LISTED RECORDS: Begin
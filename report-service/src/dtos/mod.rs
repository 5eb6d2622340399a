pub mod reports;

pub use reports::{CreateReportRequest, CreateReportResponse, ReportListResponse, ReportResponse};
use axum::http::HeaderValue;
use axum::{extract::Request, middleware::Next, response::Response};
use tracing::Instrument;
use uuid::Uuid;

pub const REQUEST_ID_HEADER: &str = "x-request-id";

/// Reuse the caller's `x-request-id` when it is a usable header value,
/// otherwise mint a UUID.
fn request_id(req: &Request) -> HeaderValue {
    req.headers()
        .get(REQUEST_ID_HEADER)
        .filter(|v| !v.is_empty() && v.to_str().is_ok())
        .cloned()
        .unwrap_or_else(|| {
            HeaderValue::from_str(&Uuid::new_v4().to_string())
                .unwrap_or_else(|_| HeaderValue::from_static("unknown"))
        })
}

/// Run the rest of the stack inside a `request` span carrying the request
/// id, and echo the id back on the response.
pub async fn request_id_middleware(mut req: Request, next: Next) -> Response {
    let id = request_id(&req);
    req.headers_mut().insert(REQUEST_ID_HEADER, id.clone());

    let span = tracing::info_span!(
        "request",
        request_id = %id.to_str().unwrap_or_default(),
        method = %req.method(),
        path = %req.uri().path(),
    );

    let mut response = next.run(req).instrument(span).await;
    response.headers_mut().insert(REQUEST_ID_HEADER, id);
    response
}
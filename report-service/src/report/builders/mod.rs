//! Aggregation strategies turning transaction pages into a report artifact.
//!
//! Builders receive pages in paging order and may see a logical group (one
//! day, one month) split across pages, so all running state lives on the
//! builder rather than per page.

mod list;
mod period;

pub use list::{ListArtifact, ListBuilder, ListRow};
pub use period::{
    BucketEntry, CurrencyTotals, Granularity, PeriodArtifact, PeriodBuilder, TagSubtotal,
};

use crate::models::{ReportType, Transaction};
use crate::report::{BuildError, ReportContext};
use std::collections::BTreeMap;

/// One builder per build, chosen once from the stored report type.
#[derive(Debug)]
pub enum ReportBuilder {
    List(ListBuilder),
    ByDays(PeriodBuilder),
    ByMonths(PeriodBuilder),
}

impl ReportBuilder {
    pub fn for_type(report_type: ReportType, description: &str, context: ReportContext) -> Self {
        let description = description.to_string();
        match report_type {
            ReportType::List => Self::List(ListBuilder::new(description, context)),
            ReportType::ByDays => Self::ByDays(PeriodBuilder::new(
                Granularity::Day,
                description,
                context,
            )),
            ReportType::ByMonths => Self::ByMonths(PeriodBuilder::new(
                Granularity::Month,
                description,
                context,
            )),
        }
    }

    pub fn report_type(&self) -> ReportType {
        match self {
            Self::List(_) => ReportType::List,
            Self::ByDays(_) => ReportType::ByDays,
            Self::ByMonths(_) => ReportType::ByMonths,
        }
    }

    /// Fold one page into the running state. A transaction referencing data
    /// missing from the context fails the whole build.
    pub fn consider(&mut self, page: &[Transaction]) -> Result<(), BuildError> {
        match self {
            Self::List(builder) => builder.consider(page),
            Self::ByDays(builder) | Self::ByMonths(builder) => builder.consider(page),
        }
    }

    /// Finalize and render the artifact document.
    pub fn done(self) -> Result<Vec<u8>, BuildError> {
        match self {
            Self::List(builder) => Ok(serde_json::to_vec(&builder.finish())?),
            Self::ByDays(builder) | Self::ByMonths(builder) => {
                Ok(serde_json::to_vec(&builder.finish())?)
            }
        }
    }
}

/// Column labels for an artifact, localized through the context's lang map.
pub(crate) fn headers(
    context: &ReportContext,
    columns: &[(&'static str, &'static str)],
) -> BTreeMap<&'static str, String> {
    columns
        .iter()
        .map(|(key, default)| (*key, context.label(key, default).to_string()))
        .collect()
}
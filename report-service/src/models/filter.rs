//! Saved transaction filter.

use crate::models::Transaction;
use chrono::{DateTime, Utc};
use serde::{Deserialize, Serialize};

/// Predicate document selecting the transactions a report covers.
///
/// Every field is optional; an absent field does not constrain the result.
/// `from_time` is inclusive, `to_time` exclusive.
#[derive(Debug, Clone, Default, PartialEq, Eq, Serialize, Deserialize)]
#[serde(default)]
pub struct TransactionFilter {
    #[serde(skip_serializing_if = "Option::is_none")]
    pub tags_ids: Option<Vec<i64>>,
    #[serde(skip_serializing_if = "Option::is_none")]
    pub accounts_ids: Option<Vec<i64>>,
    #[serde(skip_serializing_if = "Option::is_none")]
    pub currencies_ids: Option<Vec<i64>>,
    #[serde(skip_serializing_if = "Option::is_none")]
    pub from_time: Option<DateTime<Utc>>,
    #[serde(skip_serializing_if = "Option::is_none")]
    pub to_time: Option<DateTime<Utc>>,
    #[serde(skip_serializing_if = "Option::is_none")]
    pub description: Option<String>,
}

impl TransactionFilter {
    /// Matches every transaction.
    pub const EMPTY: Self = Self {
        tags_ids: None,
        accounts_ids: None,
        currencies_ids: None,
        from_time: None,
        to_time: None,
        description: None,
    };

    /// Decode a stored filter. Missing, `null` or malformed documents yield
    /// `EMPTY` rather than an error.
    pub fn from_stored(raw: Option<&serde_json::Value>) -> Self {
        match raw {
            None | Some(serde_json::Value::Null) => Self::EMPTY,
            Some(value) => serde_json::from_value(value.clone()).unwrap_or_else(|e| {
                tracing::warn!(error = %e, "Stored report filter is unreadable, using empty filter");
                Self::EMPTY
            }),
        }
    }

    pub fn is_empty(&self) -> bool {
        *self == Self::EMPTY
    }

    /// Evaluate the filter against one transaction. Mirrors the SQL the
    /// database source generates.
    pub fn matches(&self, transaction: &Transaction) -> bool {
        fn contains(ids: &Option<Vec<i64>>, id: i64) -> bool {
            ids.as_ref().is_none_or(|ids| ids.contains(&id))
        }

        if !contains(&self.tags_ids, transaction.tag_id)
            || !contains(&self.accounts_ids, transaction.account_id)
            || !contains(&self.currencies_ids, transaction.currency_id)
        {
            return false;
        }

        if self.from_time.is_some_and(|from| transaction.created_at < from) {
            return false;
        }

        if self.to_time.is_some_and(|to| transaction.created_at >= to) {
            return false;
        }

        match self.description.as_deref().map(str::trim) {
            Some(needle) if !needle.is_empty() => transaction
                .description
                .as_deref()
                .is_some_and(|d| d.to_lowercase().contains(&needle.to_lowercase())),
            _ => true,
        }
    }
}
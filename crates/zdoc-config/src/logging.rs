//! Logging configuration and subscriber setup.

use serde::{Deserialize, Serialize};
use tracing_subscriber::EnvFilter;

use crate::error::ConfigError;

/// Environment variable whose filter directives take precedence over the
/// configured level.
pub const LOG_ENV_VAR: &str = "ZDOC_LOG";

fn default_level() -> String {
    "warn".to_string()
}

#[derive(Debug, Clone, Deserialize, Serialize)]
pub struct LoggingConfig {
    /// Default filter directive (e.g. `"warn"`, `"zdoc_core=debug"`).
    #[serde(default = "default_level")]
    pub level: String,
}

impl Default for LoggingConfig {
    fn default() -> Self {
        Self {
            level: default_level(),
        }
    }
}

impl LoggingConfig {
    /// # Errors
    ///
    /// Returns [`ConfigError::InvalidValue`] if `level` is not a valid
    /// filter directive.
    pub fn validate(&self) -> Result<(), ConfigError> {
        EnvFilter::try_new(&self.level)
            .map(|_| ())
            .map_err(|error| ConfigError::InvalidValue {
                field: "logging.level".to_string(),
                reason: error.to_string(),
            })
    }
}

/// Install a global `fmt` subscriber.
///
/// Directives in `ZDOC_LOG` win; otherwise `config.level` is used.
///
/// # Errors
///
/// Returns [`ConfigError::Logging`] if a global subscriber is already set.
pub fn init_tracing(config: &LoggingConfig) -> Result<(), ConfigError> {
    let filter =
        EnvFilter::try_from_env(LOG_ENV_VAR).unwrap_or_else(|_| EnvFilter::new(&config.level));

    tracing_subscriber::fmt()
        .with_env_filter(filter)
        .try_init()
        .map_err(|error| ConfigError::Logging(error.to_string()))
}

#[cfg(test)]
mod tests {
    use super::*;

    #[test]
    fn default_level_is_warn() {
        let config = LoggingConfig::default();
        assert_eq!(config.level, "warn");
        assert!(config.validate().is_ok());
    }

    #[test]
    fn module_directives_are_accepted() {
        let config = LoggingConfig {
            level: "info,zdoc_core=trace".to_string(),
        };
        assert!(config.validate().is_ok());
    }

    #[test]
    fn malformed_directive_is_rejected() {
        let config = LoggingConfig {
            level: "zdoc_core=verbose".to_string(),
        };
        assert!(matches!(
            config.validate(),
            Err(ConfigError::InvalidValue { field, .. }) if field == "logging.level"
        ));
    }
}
LISTED RECORDS: End
TASK DESCRIPTION:
Look above and repeat, character for character, the lines from the first one to the line with "use uuid::Uuid;", counting both.

SOLUTION TO THE PROBLEM:
filename report-service/src/dtos/mod.rs
repository 5eb6d2622340399a
pub mod reports;

pub use reports::{CreateReportRequest, CreateReportResponse, ReportListResponse, ReportResponse};
use axum::http::HeaderValue;
use axum::{extract::Request, middleware::Next, response::Response};
use tracing::Instrument;
use uuid::Uuid;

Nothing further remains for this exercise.